▶ Description of the task: Copy the data exactly from the line that contains "let range = self.params.terrain.range;" through the line that contains "let geometries = self.batches.into_geometries();", keeping both end lines and leaving out everything else.

▶ Entries supplied:
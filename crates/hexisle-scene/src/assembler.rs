//! Single pass from tile coordinates to a finished scene graph.

use hexisle_materials::MaterialDesc;
use hexisle_mesh::{clouds, decoration, hex_prism};
use hexisle_terrain::{
    Decoration, DecorationKind, HexGrid, MaterialClass, NoiseField, RandomSource, SeededRandom,
    TileClassifier, TileCoord,
};

use crate::batches::TerrainBatches;
use crate::graph::{Renderable, SceneGraph};
use crate::params::SceneParams;
use crate::set_pieces;
use crate::stats::GenerationStats;

/// What happened to one candidate coordinate.
#[derive(Debug, Clone, Copy, PartialEq)]
pub enum TileOutcome {
    /// Farther from the origin than the cull radius.
    OutsideRadius,
    /// The height sample was NaN or infinite.
    NonFinite,
    Placed {
        class: MaterialClass,
        height: f32,
        decoration: Option<Decoration>,
    },
}

/// One generation session. Owns the per-class batches until [`finish`](Self::finish)
/// hands them to the scene graph.
pub struct SceneAssembler {
    params: SceneParams,
    noise: NoiseField,
    classifier: TileClassifier,
    batches: TerrainBatches,
    stats: GenerationStats,
}

impl SceneAssembler {
    pub fn new(params: SceneParams) -> Self {
        let noise = params.terrain.noise_field();
        let classifier = params.terrain.classifier(&params.decoration);
        Self {
            params,
            noise,
            classifier,
            batches: TerrainBatches::new(),
            stats: GenerationStats::default(),
        }
    }

    pub fn batches(&self) -> &TerrainBatches {
        &self.batches
    }

    pub fn stats(&self) -> &GenerationStats {
        &self.stats
    }

    /// Cull, sample, classify and batch a single coordinate.
    pub fn add_tile(&mut self, coord: TileCoord, rng: &mut dyn RandomSource) -> TileOutcome {
        let position = self.params.terrain.grid.tile_to_position(coord);
        if !HexGrid::is_within_bounds(position, self.params.terrain.cull_radius) {
            self.stats.candidates += 1;
            self.stats.culled_by_radius += 1;
            return TileOutcome::OutsideRadius;
        }
        let noise_value = self.noise.sample(coord);
        self.place_tile(coord, noise_value, rng)
    }

    /// Batch an in-bounds tile from an already sampled `[0, 1]` noise value.
    pub fn place_tile(
        &mut self,
        coord: TileCoord,
        noise_value: f32,
        rng: &mut dyn RandomSource,
    ) -> TileOutcome {
        self.stats.candidates += 1;
        let Some(height) = self.noise.height_for(noise_value) else {
            tracing::warn!(?coord, noise_value, "Culling tile with non-finite height");
            self.stats.culled_non_finite += 1;
            return TileOutcome::NonFinite;
        };

        let position = self.params.terrain.grid.tile_to_position(coord);
        let class = self.classifier.classify(height);
        self.batches.add_tile(class, &hex_prism(height, position));
        self.stats.tiles[class.index()] += 1;

        let rolled = self.classifier.roll_decoration(class, rng);
        if let Some(Decoration { kind, target }) = rolled {
            let geometry = decoration(kind, height, position, &self.params.decoration, rng);
            self.batches.add_decoration(target, &geometry);
            match kind {
                DecorationKind::Rock => self.stats.rocks += 1,
                DecorationKind::TreeCluster => self.stats.trees += 1,
            }
        }

        TileOutcome::Placed {
            class,
            height,
            decoration: rolled,
        }
    }

    /// Visit every coordinate of the configured range, then finish.
    pub fn assemble(
        mut self,
        decorations: &mut dyn RandomSource,
        sky: &mut dyn RandomSource,
    ) -> SceneGraph {
        let range = self.params.terrain.range;
        let _span = tracing::info_span!("assemble", min = range.min, max = range.max).entered();
        for coord in range.iter() {
            self.add_tile(coord, decorations);
        }
        self.finish(sky)
    }

    /// Wrap the batches and set pieces into the final scene graph.
    ///
    /// Batches no tile reached stay empty rather than being dropped.
    pub fn finish(mut self, sky: &mut dyn RandomSource) -> SceneGraph {
        let max_height = self.params.terrain.max_height;
        let set = &self.params.set_pieces;
        let (cloud_layer, cloud_count) = clouds(&self.params.clouds, sky);
        self.stats.clouds = cloud_count;

        let geometries = self.batches.into_geometries();
        self.stats.vertices = geometries.each_ref().map(|g| g.vertex_count());
        self.stats.log_summary();

        let [stone, dirt, grass, sand, shallow] = geometries;
        SceneGraph {
            terrain: [
                Renderable::new(stone, MaterialDesc::terrain(MaterialClass::Stone)),
                Renderable::new(dirt, MaterialDesc::terrain(MaterialClass::Dirt)),
                Renderable::new(grass, MaterialDesc::terrain(MaterialClass::Grass)),
                Renderable::new(sand, MaterialDesc::terrain(MaterialClass::Sand)),
                Renderable::new(shallow, MaterialDesc::terrain(MaterialClass::Shallow)),
            ],
            water: Renderable::new(set_pieces::water(set, max_height), MaterialDesc::water()),
            basin_wall: Renderable::new(
                set_pieces::basin_wall(set, max_height),
                MaterialDesc::basin_wall(),
            ),
            basin_floor: Renderable::new(
                set_pieces::basin_floor(set, max_height),
                MaterialDesc::basin_floor(),
            ),
            clouds: Renderable::new(cloud_layer, MaterialDesc::cloud()),
            light: self.params.light,
            background: self.params.background,
            stats: self.stats,
        }
    }
}

/// Generate the island with decoration and cloud streams derived from `random_seed`.
pub fn generate(params: SceneParams, random_seed: u64) -> SceneGraph {
    let mut decorations = SeededRandom::for_stream(random_seed, "decorations");
    let mut sky = SeededRandom::for_stream(random_seed, "clouds");
    SceneAssembler::new(params).assemble(&mut decorations, &mut sky)
}

#[cfg(test)]
mod tests {
    use super::*;
    use hexisle_terrain::{ScriptedRandom, TileRange};

    fn small_params() -> SceneParams {
        let mut params = SceneParams::default();
        params.terrain.range = TileRange::new(-12, 12);
        params.terrain.cull_radius = 10.0;
        params
    }

    #[test]
    fn test_far_tile_is_culled() {
        let mut assembler = SceneAssembler::new(SceneParams::default());
        let mut rng = ScriptedRandom::constant(0.0);
        let outcome = assembler.add_tile(TileCoord::new(90, 0), &mut rng);
        assert_eq!(outcome, TileOutcome::OutsideRadius);
        assert_eq!(assembler.stats().culled_by_radius, 1);
        assert_eq!(rng.draws(), 0);
    }

    #[test]
    fn test_nan_height_is_culled_not_fatal() {
        let mut assembler = SceneAssembler::new(SceneParams::default());
        let mut rng = ScriptedRandom::constant(0.0);
        let outcome = assembler.place_tile(TileCoord::new(0, 0), f32::NAN, &mut rng);
        assert_eq!(outcome, TileOutcome::NonFinite);
        assert_eq!(assembler.stats().culled_non_finite, 1);
        assert_eq!(assembler.stats().surviving(), 0);
        for class in MaterialClass::ALL {
            assert!(assembler.batches().get(class).is_empty());
        }
    }

    #[test]
    fn test_tree_on_dirt_lands_in_grass_batch() {
        let mut assembler = SceneAssembler::new(SceneParams::default());
        // Always roll a decoration.
        let mut rng = ScriptedRandom::constant(0.0);
        let outcome = assembler.place_tile(TileCoord::new(0, 0), 0.75, &mut rng);

        let TileOutcome::Placed {
            class, decoration, ..
        } = outcome
        else {
            panic!("tile should be placed, got {outcome:?}");
        };
        assert_eq!(class, MaterialClass::Dirt);
        assert_eq!(decoration.map(|d| d.target), Some(MaterialClass::Grass));

        let batches = assembler.batches();
        assert_eq!(batches.tile_count(MaterialClass::Dirt), 1);
        assert_eq!(batches.get(MaterialClass::Dirt).vertex_count(), 40);
        assert_eq!(batches.tile_count(MaterialClass::Grass), 0);
        assert_eq!(batches.get(MaterialClass::Grass).vertex_count(), 45);
        assert_eq!(assembler.stats().trees, 1);
    }

    #[test]
    fn test_rock_on_sand_goes_to_stone_batch() {
        let mut assembler = SceneAssembler::new(SceneParams::default());
        let mut rng = ScriptedRandom::constant(0.0);
        assembler.place_tile(TileCoord::new(1, 1), 0.4, &mut rng);

        let batches = assembler.batches();
        assert_eq!(batches.tile_count(MaterialClass::Sand), 1);
        assert_eq!(batches.get(MaterialClass::Sand).vertex_count(), 40);
        assert_eq!(batches.tile_count(MaterialClass::Stone), 0);
        assert_eq!(batches.get(MaterialClass::Stone).vertex_count(), 64);
        assert_eq!(assembler.stats().rocks, 1);
    }

    #[test]
    fn test_grass_and_shallow_stay_bare() {
        let mut assembler = SceneAssembler::new(SceneParams::default());
        let mut rng = ScriptedRandom::constant(0.0);
        assembler.place_tile(TileCoord::new(0, 0), 0.6, &mut rng);
        assembler.place_tile(TileCoord::new(0, 1), 0.1, &mut rng);
        assert_eq!(rng.draws(), 0);
        assert_eq!(assembler.stats().tiles_in(MaterialClass::Grass), 1);
        assert_eq!(assembler.stats().tiles_in(MaterialClass::Shallow), 1);
    }

    #[test]
    fn test_finish_keeps_empty_batches() {
        let assembler = SceneAssembler::new(SceneParams::default());
        let scene = assembler.finish(&mut ScriptedRandom::constant(0.0));
        for class in MaterialClass::ALL {
            assert!(scene.terrain_batch(class).geometry.is_empty());
        }
        assert_eq!(scene.stats.clouds, 10);
        assert!(!scene.water.geometry.is_empty());
        assert!(!scene.clouds.geometry.is_empty());
    }

    #[test]
    fn test_terrain_batches_carry_their_materials() {
        let mut decorations = ScriptedRandom::constant(0.5);
        let mut sky = ScriptedRandom::constant(0.5);
        let scene = SceneAssembler::new(small_params()).assemble(&mut decorations, &mut sky);
        for class in MaterialClass::ALL {
            assert_eq!(scene.terrain_batch(class).material.name, class.name());
        }
        assert!(scene.water.material.transparent);
        assert!(scene.basin_wall.material.double_sided);
    }

    #[test]
    fn test_stats_vertices_match_batches() {
        let scene = generate(small_params(), 4);
        for class in MaterialClass::ALL {
            assert_eq!(
                scene.stats.vertices_in(class),
                scene.terrain_batch(class).geometry.vertex_count()
            );
        }
        assert_eq!(scene.stats.candidates, 24 * 24);
    }
}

▶ Exercise response:
        let range = self.params.terrain.range;
        let _span = tracing::info_span!("assemble", min = range.min, max = range.max).entered();
        for coord in range.iter() {
            self.add_tile(coord, decorations);
        }
        self.finish(sky)
    }

    /// Wrap the batches and set pieces into the final scene graph.
    ///
    /// Batches no tile reached stay empty rather than being dropped.
    pub fn finish(mut self, sky: &mut dyn RandomSource) -> SceneGraph {
        let max_height = self.params.terrain.max_height;
        let set = &self.params.set_pieces;
        let (cloud_layer, cloud_count) = clouds(&self.params.clouds, sky);
        self.stats.clouds = cloud_count;

        let geometries = self.batches.into_geometries();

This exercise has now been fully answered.